Mówią, że każdy rodzi się
bohaterem. Ale jeśli na to pozwolisz, życie zepchnie cię na stronę przestępców.
Problem w tym, że nie zawsze wiesz, że znalazłeś się po drugiej stronie. Może
wystarczy, że świat uważa nie za bohaterkę. Może jeśli będą długa nad tym
pracowała będę w stanie oszukać samą siebie.
Jessica Jones
Słońce właśnie zachodziło,
stwarzając na niebie paletę przepięknych barw. Kiedy gorąca gwiazda całkiem
zniknęła mi z oczu, niebo zaczęło ciemnieć, a niedługo potem pojawiły się i
gwiazdy. Stałam na skraju dachu i czekałam na przybycie Megan i Nightwinga.
Miałam na sobie mój kostium, ale tym razem spakowałam nieco więcej noży. Jay
także miał na sobie jego kombinezon oraz ten czerwony kask. Choć nie widziałam
twarzy, to dobrze wiedziałam, że się już niecierpliwi. Po naszej ostatniej
porażce nieco się załamał. Mam nadzieję, że dziś pójdzie nam lepiej.
Usłyszałam ciche kroki, które
wyraźnie wskazywały, że ktoś się zbliżał. Odwróciłam się w stronę, z której
pochodził dźwięk i moim oczom ukazały się dwie sylwetki, kobieta i mężczyzna. Czym
bardziej się zbliżały, tym lepiej mogłam się im przyjrzeć. Mężczyzna miał
czarne, krótkie włosy, a jego oczy zasłaniała maska. Nosił obcisły, ciemny
kostium z granatowym ptakiem na piersi. Kobieta natomiast była od niego trochę
niższa, miała tak samo ciemne włosy sięgające jej za łopatki i niebieskie oczy.
Była ubrana w czarne spodnie z dziurami, skórzaną kurtkę, rękawiczki bez
palców, a także glany. Do pasa miała przypięte dwa sai. To była ona. To była
Megan.
-Nie spieszyliście się –
„przywitał się” Jason.
-Chciałam trzymać cię w
napięciu – odparła dziewczyna.
-Macie to? –zapytał Red Hood.
-Widzę, że walisz prosto z
mostu – odezwał się Nightwing – Następnym razem spróbuj tak: „Cześć, jak się
masz? Wiem, że zdobyć tak ważne dane nie jest łatwo, ale czy udało ci się je
przypadkiem wykraść”?
-Daruj sobie. Ponawiam
pytanie. Macie to?
-Tak, mamy – odparł z
grymasem na twarzy Nightwing – I wcale nie było łatwo je zdobyć.

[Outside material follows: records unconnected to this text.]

mod grammar;

pub use grammar::TreeSitterParser;

use std::path::Path;

use serde::Serialize;
use thiserror::Error;

/// Kind of named region extracted from a source file.
#[derive(Debug, Clone, Copy, PartialEq, Eq, Hash, Serialize)]
#[serde(rename_all = "lowercase")]
pub enum NodeKind {
    /// Classes, structs, impls, traits, modules.
    Class,
    /// Functions and methods.
    Function,
}

/// A named region with 1-indexed inclusive line bounds.
#[derive(Debug, Clone, PartialEq, Eq, Serialize)]
pub struct SyntaxNode {
    pub kind: NodeKind,
    pub name: String,
    pub start_line: usize,
    pub end_line: usize,
    pub children: Vec<Self>,
}

impl SyntaxNode {
    #[must_use]
    pub fn new(kind: NodeKind, name: impl Into<String>, start_line: usize, end_line: usize) -> Self {
        Self {
            kind,
            name: name.into(),
            start_line,
            end_line: end_line.max(start_line),
            children: Vec::new(),
        }
    }

    #[must_use]
    pub const fn line_count(&self) -> usize {
        self.end_line - self.start_line + 1
    }
}

/// Tree of named regions for one file.
#[derive(Debug, Clone, Default, PartialEq, Eq, Serialize)]
pub struct SyntaxTree {
    pub nodes: Vec<SyntaxNode>,
}

impl SyntaxTree {
    #[must_use]
    pub fn is_empty(&self) -> bool {
        self.nodes.is_empty()
    }
}

/// Why a file could not be turned into a tree.
#[derive(Debug, Clone, PartialEq, Eq, Error)]
#[error("line {line}: {message}")]
pub struct ParseError {
    pub line: usize,
    pub message: String,
}

impl ParseError {
    pub fn new(line: usize, message: impl Into<String>) -> Self {
        Self {
            line,
            message: message.into(),
        }
    }
}

/// Language-specific block extraction.
pub trait SourceParser: Send + Sync {
    fn language(&self) -> &'static str;

    /// Parse content into a tree of named regions.
    ///
    /// # Errors
    /// Returns a `ParseError` when the content is not structurally valid.
    fn parse(&self, content: &str) -> Result<SyntaxTree, ParseError>;
}

/// Map a file extension to a language name.
#[must_use]
pub fn language_for_path(path: &Path) -> Option<&'static str> {
    let ext = path.extension()?.to_str()?.to_lowercase();
    match ext.as_str() {
        "rs" => Some("rust"),
        "go" => Some("go"),
        "py" | "pyi" => Some("python"),
        "js" | "jsx" | "mjs" | "cjs" => Some("javascript"),
        "ts" | "mts" | "cts" => Some("typescript"),
        "tsx" => Some("tsx"),
        _ => None,
    }
}

/// Get a parser for the given language.
#[must_use]
pub fn get_parser(language: &str) -> Option<Box<dyn SourceParser>> {
    match language.to_lowercase().as_str() {
        "rust" => Some(Box::new(TreeSitterParser::RUST)),
        "go" => Some(Box::new(TreeSitterParser::GO)),
        "python" => Some(Box::new(TreeSitterParser::PYTHON)),
        "typescript" => Some(Box::new(TreeSitterParser::TYPESCRIPT)),
        "javascript" | "jsx" => Some(Box::new(TreeSitterParser::JAVASCRIPT)),
        "tsx" => Some(Box::new(TreeSitterParser::TSX)),
        _ => None,
    }
}

/// Get a parser for a file based on its extension.
#[must_use]
pub fn parser_for_path(path: &Path) -> Option<Box<dyn SourceParser>> {
    language_for_path(path).and_then(get_parser)
}

#[cfg(test)]
#[path = "mod_tests.rs"]
mod tests;
#![allow(dead_code)]

use std::fs;
use std::path::Path;

use tempfile::TempDir;

/// Creates an `assert_cmd` Command for the rulescan binary.
#[macro_export]
macro_rules! rulescan {
    () => {
        assert_cmd::Command::new(assert_cmd::cargo::cargo_bin!("rulescan"))
    };
}

/// Creates a temporary project directory for integration tests.
pub struct TestFixture {
    pub dir: TempDir,
}

impl TestFixture {
    pub fn new() -> Self {
        Self {
            dir: TempDir::new().expect("Failed to create temp directory"),
        }
    }

    /// Creates a file with the given content in the temp directory.
    pub fn create_file(&self, relative_path: &str, content: &str) {
        let path = self.dir.path().join(relative_path);
        if let Some(parent) = path.parent() {
            fs::create_dir_all(parent).expect("Failed to create parent directories");
        }
        fs::write(&path, content).expect("Failed to write file");
    }

    pub fn create_dir(&self, relative_path: &str) {
        let path = self.dir.path().join(relative_path);
        fs::create_dir_all(&path).expect("Failed to create directory");
    }

    pub fn path(&self) -> &Path {
        self.dir.path()
    }

    /// Writes `.rulescan.toml` in the project root.
    pub fn create_config(&self, content: &str) {
        self.create_file(".rulescan.toml", content);
    }

    /// Writes `rules/<file>` with a JSON rule body.
    pub fn create_rule(&self, file: &str, body: &str) {
        self.create_file(&format!("rules/{file}"), body);
    }
}

impl Default for TestFixture {
    fn default() -> Self {
        Self::new()
    }
}

/// Lowers the block limit so short fixtures trip `LongBlockScanner`.
pub const BASIC_CONFIG: &str = r#"version = "1"

[rules]
dir = "rules"

[builtin]
max_block_lines = 3
"#;

pub const LONG_BLOCK_RULE: &str =
    r#"{"scanner": "scanners.long_block_scanner.LongBlockScanner", "description": "Keep functions short"}"#;

pub const TEST_NAMING_RULE: &str =
    r#"{"scanner": "TestFileNamingScanner", "severity": "warning"}"#;

pub const DUPLICATE_RULE: &str =
    r#"{"scanner": "scanners.duplicate_file_scanner.DuplicateFileScanner"}"#;

pub const DOCS_RULE: &str = r#"{"description": "Reviewed by hand"}"#;

pub const LONG_FUNCTION_PY: &str = "\
def long_function():
    a = 1
    b = 2
    c = 3
    return a + b + c
";

pub const SHORT_FUNCTION_PY: &str = "\
def short_function():
    return 1
";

-Być może Joker zaszył się w
podziemiach – zaczęła wyjaśnienia Megan – Batman i policja zna już zbyt wiele
jego kryjówek i klaun musiał poszukać sobie nowych. Najpewniej siedzi na
opuszczonej stacji metra.
-W takim razie na co czekamy?
– ponagliłam ich – Nie traćmy czasu i zabierajmy się do roboty.
***
Trzeba przyznać, że podziemia
Gotham są jeszcze gorsze od jego powierzchni, choć nie sądziłam, że jest coś
gorszego. Śmierdzące ścieki, brudna woda po kolana, szczury, które co chwila
gdzieś przebiegały. W dodatku nie mieliśmy dokładnych planów podziemi, ponieważ
co chwila przebiegały tu jakieś roboty, modernizacje. Choć ciężko w to
uwierzyć, burmistrz Gotham chce „oczyścić” podziemia, odnowić je i odbudować
metro. Dzięki temu ludzie mają mieć możliwość szybszego dotarcia do pracy, czy
szkoły.
Doszliśmy do rozwidlenia.
Dwie drogi, które prowadziły do dwóch różnych stacji metra. Nie byliśmy pewni,
w której z nich zaszył się Joker, a więc musieliśmy się rozdzielić.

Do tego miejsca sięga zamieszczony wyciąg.